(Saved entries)
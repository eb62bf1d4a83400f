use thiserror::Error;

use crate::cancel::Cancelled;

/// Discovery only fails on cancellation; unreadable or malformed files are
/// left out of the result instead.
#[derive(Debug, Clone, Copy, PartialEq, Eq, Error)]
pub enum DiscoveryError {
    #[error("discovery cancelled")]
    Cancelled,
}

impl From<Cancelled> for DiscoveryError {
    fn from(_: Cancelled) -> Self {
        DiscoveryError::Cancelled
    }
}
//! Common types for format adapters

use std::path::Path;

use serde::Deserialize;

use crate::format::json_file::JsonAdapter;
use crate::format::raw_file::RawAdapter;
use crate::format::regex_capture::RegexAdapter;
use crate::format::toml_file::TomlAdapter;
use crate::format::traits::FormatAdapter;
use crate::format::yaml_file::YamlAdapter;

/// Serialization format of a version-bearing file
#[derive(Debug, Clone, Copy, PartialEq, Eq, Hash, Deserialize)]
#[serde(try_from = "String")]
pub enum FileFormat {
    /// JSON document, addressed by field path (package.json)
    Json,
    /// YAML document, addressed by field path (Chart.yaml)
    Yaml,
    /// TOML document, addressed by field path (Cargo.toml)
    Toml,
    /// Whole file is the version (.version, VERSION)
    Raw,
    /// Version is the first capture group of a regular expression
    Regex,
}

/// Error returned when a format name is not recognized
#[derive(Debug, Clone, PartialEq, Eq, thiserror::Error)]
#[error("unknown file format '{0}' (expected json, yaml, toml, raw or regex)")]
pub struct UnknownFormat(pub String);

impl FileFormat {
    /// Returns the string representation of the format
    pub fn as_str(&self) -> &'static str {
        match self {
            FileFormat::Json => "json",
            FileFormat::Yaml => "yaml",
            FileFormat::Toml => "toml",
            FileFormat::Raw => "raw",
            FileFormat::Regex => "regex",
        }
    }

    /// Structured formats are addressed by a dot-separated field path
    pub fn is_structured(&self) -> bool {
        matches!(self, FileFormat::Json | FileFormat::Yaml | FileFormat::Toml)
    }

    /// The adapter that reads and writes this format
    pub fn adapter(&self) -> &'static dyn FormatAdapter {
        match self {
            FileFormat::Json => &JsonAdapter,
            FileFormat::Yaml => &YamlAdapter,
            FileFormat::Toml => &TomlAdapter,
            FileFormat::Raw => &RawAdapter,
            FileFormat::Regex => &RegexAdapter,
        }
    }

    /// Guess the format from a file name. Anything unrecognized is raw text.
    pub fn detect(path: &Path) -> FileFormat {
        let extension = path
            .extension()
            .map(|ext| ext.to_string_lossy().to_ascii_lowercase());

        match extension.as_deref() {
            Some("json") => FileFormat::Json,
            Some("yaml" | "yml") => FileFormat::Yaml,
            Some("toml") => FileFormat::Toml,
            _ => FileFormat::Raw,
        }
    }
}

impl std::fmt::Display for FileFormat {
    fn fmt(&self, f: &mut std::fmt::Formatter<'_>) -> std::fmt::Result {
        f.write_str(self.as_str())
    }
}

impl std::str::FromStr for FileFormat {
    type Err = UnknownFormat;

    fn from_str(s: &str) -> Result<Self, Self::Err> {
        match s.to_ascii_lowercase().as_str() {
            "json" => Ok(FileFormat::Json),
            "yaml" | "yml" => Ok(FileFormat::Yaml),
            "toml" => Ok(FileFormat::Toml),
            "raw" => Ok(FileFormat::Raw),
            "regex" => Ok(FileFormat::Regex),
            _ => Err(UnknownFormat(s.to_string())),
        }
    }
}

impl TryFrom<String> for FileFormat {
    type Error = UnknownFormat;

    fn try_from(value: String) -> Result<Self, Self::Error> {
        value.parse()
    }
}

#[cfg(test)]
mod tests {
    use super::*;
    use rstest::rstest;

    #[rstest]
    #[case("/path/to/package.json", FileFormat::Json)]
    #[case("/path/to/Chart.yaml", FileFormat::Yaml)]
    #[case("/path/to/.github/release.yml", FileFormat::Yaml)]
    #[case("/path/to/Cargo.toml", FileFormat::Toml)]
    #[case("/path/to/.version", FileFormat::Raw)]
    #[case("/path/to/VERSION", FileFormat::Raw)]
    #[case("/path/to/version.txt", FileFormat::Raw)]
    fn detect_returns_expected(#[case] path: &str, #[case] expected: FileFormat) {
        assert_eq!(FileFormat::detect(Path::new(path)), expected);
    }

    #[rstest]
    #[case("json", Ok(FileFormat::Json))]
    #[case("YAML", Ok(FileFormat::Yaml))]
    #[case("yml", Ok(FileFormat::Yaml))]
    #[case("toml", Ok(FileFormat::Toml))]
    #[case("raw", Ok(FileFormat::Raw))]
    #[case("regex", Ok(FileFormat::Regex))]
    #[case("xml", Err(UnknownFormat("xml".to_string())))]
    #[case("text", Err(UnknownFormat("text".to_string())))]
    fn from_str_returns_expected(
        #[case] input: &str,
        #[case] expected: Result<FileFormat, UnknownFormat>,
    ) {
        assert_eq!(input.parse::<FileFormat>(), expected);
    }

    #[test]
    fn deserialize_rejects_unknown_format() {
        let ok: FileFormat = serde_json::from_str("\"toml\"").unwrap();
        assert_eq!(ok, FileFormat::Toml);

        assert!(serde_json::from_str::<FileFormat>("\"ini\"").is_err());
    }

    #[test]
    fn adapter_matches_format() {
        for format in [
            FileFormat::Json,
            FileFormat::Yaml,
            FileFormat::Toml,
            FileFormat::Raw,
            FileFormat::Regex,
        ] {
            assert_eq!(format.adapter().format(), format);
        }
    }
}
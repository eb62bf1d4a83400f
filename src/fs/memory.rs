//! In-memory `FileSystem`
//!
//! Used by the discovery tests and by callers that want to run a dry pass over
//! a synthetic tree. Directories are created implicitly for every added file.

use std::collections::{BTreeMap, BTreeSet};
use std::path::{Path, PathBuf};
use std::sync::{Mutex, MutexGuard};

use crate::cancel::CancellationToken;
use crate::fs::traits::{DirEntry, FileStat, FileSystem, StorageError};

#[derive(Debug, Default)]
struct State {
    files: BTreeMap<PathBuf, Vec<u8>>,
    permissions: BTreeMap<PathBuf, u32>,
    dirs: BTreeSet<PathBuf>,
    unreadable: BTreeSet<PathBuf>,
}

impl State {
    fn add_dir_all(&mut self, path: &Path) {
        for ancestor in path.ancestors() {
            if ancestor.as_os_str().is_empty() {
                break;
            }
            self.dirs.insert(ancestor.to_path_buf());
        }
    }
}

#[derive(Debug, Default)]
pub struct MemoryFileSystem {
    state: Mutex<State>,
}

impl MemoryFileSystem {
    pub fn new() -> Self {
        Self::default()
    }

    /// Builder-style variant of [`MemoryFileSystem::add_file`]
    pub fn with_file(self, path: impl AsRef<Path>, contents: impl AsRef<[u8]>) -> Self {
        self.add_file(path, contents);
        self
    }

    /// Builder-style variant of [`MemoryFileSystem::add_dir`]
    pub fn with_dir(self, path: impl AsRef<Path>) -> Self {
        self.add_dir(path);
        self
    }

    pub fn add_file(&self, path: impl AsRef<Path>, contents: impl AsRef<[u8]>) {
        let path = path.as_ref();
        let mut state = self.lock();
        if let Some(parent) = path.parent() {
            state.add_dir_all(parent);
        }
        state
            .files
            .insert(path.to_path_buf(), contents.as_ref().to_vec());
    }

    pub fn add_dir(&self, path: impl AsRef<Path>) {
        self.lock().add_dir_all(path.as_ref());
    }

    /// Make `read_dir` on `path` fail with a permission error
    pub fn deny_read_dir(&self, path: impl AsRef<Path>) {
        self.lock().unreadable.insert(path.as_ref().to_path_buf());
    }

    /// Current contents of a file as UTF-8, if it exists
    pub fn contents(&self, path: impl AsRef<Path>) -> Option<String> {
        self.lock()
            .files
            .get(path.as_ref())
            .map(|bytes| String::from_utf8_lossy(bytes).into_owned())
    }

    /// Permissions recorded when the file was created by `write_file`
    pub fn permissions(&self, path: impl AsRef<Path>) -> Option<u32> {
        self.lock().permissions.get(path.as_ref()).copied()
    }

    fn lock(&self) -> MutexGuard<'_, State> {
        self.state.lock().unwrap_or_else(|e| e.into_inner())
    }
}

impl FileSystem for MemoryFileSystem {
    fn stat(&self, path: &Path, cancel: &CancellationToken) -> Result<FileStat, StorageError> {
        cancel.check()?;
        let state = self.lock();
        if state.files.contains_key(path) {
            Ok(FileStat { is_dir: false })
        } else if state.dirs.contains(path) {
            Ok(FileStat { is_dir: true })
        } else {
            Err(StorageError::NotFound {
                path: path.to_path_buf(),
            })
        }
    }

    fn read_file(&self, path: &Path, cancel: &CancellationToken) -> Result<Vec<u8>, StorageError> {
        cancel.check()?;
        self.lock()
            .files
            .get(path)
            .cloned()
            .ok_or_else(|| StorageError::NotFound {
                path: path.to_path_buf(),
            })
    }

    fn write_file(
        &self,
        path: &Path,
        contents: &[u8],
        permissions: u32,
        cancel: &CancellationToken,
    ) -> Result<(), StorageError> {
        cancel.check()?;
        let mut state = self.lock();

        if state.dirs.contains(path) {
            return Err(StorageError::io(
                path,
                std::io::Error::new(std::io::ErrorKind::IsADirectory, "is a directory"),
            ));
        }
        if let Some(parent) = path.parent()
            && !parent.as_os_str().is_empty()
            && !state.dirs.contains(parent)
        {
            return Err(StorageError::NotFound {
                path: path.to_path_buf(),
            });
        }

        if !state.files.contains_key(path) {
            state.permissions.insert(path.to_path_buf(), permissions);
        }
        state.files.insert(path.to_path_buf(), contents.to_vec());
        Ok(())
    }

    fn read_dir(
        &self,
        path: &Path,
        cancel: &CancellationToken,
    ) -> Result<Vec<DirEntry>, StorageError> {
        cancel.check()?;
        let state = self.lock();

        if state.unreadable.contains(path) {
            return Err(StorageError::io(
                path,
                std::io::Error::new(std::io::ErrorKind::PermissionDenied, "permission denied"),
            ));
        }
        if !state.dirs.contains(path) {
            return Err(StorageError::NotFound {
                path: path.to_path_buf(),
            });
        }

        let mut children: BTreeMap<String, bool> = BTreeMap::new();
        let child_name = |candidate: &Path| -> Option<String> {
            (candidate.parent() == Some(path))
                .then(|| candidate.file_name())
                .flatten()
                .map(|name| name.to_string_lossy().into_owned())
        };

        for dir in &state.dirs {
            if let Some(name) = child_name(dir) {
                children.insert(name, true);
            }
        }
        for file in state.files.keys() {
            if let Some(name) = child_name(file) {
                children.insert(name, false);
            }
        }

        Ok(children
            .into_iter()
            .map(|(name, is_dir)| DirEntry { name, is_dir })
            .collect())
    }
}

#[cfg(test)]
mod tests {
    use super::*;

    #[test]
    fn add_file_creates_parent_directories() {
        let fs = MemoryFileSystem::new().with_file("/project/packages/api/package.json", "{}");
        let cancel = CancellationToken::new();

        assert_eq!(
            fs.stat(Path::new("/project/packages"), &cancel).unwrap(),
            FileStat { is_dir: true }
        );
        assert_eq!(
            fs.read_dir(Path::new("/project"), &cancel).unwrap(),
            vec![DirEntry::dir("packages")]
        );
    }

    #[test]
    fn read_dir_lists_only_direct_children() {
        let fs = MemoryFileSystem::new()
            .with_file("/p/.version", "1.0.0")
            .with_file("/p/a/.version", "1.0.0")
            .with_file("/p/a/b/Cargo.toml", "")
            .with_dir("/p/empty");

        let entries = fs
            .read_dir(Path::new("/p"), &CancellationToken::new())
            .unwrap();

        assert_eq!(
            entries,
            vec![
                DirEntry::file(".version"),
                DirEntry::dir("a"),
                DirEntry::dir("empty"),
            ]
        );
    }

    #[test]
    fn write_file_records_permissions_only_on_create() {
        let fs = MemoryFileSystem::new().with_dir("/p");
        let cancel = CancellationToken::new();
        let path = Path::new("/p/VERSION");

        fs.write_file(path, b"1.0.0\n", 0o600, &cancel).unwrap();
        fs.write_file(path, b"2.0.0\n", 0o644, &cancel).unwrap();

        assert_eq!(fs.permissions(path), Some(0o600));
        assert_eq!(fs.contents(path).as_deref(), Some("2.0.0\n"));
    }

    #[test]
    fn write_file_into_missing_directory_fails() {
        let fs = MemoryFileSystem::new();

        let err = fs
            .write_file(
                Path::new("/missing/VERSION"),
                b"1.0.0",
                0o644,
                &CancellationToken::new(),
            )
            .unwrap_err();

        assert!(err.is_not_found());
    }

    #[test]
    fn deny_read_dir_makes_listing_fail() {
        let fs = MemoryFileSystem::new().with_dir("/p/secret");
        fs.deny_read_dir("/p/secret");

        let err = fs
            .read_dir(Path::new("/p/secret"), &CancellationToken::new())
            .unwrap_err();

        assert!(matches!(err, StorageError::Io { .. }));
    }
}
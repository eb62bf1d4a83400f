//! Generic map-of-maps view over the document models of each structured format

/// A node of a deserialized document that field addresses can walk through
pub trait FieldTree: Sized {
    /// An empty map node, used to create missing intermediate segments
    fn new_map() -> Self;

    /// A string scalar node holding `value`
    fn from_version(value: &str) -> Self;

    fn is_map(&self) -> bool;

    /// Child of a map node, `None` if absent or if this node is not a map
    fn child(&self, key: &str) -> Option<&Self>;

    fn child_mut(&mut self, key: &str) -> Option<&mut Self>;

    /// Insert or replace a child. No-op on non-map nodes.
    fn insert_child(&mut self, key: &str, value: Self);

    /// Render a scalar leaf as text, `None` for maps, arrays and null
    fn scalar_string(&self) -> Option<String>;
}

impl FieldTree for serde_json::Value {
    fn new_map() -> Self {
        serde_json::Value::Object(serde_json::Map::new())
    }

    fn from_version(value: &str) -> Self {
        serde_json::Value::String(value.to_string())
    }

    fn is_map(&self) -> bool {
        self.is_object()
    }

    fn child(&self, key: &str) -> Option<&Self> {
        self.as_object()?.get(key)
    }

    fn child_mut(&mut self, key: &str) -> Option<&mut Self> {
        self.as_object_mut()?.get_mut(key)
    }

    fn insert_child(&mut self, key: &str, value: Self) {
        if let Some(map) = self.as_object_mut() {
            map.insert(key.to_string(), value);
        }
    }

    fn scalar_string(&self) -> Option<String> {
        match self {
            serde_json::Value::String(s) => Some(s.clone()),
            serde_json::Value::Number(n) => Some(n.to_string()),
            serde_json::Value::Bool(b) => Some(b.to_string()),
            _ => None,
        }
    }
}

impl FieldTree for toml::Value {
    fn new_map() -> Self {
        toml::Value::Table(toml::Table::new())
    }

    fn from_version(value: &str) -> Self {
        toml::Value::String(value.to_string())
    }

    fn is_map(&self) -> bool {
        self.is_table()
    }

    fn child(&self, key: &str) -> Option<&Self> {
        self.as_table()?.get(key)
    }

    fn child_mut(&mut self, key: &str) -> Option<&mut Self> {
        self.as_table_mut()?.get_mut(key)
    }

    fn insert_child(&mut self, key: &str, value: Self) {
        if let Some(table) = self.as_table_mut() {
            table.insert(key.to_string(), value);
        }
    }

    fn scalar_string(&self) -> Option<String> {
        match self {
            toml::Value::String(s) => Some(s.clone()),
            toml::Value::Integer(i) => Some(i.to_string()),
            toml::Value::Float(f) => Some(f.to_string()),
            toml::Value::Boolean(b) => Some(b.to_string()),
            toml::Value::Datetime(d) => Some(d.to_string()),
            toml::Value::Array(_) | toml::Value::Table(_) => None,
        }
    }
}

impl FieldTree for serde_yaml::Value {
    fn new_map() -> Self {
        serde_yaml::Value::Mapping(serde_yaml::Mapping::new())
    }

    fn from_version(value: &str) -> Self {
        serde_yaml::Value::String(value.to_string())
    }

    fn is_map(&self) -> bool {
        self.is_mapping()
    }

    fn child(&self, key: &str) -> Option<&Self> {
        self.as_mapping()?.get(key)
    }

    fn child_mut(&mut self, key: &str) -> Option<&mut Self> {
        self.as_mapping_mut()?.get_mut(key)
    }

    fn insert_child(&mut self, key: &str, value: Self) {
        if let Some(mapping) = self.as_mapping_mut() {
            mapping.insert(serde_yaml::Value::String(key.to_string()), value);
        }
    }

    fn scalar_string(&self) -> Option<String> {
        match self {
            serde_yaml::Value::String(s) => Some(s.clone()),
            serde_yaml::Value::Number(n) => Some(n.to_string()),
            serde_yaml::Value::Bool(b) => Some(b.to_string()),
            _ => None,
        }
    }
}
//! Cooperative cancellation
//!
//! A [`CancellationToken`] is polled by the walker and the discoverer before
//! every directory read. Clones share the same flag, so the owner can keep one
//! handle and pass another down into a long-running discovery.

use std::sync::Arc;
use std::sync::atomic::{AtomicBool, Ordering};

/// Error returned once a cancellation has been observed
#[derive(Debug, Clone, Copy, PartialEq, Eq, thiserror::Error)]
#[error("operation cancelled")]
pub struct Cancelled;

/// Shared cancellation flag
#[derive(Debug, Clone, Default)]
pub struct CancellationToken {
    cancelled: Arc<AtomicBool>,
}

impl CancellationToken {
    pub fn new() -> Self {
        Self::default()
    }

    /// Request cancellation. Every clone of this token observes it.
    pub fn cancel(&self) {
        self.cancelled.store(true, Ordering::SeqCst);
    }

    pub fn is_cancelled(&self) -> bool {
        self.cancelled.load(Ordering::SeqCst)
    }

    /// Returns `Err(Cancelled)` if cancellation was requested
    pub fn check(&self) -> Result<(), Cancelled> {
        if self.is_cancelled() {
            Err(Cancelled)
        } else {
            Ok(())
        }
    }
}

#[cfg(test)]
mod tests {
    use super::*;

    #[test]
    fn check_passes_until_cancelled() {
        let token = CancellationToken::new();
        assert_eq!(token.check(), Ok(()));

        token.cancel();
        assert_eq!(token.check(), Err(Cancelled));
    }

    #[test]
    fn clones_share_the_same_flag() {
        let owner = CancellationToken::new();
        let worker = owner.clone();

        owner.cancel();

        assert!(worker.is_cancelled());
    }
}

* _Your instructions_: What is the number of lines in the data that hold the word "None"? Reply with that number and nothing else.

* _Expected answer_: 5